Exercise instructions: Find the word "match" in the data below and copy each line that holds it.

***

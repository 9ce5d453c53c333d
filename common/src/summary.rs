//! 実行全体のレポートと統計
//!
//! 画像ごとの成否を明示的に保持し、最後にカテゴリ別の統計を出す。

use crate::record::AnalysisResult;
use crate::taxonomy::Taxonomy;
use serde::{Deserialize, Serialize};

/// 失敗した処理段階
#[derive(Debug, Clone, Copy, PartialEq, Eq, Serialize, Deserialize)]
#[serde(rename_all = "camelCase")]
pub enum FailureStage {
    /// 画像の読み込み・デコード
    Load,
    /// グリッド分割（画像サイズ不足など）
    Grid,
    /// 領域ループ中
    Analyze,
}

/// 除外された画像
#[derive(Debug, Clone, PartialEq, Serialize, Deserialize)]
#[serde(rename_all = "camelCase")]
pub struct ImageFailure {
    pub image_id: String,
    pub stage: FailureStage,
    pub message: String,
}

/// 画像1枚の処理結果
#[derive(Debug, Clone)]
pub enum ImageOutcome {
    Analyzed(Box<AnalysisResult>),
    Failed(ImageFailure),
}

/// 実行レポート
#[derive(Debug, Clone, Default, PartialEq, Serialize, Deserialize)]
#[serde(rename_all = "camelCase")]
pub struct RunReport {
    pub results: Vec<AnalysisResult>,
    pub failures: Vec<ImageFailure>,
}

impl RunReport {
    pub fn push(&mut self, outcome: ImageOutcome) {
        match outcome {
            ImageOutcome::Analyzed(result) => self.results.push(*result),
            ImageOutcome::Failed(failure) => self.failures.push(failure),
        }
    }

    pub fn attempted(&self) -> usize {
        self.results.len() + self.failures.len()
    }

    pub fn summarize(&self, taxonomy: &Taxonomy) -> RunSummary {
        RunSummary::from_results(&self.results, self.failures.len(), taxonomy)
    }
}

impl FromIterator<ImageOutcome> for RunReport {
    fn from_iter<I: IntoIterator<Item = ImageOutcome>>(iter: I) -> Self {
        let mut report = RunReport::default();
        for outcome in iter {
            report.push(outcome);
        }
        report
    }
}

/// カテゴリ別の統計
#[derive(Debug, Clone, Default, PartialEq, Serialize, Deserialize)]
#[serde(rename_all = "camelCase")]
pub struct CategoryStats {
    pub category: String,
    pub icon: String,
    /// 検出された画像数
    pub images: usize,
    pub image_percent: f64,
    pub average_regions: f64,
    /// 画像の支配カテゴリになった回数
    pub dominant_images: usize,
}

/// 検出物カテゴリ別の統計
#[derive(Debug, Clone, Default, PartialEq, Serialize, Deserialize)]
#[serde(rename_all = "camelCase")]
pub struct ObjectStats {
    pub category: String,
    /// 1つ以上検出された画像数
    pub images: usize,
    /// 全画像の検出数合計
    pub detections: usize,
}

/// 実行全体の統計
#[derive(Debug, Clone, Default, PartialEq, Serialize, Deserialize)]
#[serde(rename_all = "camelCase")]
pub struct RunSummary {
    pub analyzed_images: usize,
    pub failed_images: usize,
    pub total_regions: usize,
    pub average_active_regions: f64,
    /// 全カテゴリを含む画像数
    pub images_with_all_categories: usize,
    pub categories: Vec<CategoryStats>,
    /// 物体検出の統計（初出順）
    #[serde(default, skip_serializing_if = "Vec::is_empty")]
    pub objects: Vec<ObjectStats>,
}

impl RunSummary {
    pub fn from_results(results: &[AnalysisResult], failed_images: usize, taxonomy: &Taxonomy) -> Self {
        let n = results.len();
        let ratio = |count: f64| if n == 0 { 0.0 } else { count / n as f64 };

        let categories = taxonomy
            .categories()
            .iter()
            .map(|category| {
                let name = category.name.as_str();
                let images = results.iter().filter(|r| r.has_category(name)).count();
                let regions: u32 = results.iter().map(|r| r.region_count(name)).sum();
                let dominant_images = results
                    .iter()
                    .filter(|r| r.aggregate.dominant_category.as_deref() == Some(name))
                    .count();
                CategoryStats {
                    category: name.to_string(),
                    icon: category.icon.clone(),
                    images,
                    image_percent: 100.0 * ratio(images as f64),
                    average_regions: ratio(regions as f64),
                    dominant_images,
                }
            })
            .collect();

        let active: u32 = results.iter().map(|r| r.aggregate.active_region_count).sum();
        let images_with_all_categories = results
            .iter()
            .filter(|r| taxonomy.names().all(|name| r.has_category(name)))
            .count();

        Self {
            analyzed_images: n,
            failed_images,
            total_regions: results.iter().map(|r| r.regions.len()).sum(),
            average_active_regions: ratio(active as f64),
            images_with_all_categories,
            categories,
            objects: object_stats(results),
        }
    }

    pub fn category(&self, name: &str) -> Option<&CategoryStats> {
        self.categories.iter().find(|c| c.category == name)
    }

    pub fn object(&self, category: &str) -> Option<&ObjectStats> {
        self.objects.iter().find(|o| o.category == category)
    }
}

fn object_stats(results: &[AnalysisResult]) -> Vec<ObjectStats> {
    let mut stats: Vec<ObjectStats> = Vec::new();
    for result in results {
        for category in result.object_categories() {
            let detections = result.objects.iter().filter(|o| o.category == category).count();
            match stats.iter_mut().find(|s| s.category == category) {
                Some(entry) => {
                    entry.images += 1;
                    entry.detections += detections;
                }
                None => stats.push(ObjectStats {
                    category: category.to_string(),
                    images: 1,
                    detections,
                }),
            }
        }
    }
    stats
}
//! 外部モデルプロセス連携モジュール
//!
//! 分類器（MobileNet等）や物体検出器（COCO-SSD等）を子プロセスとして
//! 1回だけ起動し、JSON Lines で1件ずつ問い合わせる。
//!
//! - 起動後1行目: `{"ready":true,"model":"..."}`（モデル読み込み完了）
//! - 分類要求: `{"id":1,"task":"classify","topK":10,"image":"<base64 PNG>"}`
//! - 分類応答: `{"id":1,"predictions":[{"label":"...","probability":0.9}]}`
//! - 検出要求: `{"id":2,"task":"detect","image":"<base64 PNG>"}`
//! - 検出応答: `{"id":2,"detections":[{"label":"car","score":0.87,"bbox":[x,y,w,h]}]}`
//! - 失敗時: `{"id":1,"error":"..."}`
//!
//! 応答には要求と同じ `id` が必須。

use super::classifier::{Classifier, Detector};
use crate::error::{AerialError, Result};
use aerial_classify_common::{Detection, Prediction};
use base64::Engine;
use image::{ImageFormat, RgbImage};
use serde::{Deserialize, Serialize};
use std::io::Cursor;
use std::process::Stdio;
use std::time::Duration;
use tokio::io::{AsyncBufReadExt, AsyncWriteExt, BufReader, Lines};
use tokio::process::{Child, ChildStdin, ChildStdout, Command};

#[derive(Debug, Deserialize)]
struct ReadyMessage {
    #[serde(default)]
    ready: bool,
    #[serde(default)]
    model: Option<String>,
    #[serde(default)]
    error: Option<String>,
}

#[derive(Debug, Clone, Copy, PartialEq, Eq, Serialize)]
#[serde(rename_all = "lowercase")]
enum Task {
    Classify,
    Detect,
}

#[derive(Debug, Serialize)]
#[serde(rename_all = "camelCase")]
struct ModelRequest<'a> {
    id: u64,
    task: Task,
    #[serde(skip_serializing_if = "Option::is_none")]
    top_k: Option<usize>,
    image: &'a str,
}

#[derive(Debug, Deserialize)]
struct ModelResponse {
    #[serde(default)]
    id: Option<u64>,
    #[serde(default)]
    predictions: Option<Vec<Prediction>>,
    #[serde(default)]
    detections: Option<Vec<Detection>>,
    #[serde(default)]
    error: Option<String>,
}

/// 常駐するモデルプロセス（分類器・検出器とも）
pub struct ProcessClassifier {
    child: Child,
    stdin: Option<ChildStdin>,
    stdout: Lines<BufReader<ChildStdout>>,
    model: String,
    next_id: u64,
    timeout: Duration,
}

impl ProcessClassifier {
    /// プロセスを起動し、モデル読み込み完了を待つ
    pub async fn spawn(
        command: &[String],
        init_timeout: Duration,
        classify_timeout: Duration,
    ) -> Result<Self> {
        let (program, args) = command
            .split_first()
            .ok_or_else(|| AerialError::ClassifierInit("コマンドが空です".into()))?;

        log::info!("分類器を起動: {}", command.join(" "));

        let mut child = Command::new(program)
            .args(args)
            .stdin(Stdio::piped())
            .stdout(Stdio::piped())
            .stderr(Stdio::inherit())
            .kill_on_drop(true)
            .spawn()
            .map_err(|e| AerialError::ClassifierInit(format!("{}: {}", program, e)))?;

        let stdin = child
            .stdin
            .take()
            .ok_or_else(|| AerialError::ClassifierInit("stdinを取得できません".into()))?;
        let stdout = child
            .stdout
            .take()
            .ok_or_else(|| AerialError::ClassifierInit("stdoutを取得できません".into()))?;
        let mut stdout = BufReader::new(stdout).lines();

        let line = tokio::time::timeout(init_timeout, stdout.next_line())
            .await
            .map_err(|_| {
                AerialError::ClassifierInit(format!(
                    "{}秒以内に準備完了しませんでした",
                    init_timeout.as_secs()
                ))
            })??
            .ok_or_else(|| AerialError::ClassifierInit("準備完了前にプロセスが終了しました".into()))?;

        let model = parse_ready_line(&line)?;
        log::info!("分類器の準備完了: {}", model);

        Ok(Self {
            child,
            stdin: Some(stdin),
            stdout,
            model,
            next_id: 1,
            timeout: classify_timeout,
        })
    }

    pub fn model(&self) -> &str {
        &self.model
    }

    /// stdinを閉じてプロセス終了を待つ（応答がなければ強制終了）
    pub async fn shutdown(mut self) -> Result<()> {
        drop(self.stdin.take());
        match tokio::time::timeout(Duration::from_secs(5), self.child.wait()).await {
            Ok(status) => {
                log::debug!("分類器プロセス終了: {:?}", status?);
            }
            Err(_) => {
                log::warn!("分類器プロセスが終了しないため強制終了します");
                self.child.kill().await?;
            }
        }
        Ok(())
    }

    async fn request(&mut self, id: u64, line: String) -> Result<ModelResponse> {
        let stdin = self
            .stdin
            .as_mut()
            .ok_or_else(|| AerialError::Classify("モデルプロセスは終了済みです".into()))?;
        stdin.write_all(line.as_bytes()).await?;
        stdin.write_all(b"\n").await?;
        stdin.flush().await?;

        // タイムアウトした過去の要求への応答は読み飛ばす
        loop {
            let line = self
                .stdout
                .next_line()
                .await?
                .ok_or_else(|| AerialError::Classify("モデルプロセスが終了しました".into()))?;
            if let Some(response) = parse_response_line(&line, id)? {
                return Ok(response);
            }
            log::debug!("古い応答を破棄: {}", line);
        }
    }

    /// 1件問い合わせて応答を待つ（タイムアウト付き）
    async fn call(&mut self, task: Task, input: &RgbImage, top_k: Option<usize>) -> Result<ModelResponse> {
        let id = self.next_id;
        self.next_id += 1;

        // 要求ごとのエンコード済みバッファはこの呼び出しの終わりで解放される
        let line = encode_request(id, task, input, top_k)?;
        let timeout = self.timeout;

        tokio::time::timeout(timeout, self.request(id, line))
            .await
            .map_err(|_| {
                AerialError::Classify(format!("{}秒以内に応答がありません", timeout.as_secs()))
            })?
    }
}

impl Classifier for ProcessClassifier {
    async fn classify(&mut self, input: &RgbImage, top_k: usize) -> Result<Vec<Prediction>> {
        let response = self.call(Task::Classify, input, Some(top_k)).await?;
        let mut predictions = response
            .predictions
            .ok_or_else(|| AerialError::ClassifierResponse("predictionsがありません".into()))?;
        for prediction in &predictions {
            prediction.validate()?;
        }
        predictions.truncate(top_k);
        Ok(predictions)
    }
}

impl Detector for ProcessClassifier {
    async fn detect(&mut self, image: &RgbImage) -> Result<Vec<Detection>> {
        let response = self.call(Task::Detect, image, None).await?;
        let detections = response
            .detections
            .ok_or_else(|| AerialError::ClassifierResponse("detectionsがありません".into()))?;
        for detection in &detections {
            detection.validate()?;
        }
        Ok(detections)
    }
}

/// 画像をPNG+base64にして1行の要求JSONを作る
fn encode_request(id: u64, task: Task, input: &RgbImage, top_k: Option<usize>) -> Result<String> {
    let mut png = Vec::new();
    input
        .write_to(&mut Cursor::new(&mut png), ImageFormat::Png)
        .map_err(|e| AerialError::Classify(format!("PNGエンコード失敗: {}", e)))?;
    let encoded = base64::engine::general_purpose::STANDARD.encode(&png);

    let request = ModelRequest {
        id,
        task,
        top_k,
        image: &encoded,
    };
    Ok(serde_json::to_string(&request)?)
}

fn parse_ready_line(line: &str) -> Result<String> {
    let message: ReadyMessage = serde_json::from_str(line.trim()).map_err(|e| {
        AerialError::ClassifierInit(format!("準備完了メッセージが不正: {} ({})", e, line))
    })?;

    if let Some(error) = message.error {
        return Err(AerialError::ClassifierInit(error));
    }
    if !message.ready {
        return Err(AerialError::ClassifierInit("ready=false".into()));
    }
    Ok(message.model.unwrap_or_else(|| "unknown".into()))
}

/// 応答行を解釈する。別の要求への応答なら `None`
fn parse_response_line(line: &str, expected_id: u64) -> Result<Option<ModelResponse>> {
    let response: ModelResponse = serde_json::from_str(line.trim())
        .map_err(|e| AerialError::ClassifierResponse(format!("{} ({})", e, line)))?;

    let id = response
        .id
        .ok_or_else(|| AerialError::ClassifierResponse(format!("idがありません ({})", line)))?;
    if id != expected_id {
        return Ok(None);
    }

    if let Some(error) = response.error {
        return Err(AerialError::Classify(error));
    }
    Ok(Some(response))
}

***

Problem solution:
        match outcome {
            match stats.iter_mut().find(|s| s.category == category) {
        match tokio::time::timeout(Duration::from_secs(5), self.child.wait()).await {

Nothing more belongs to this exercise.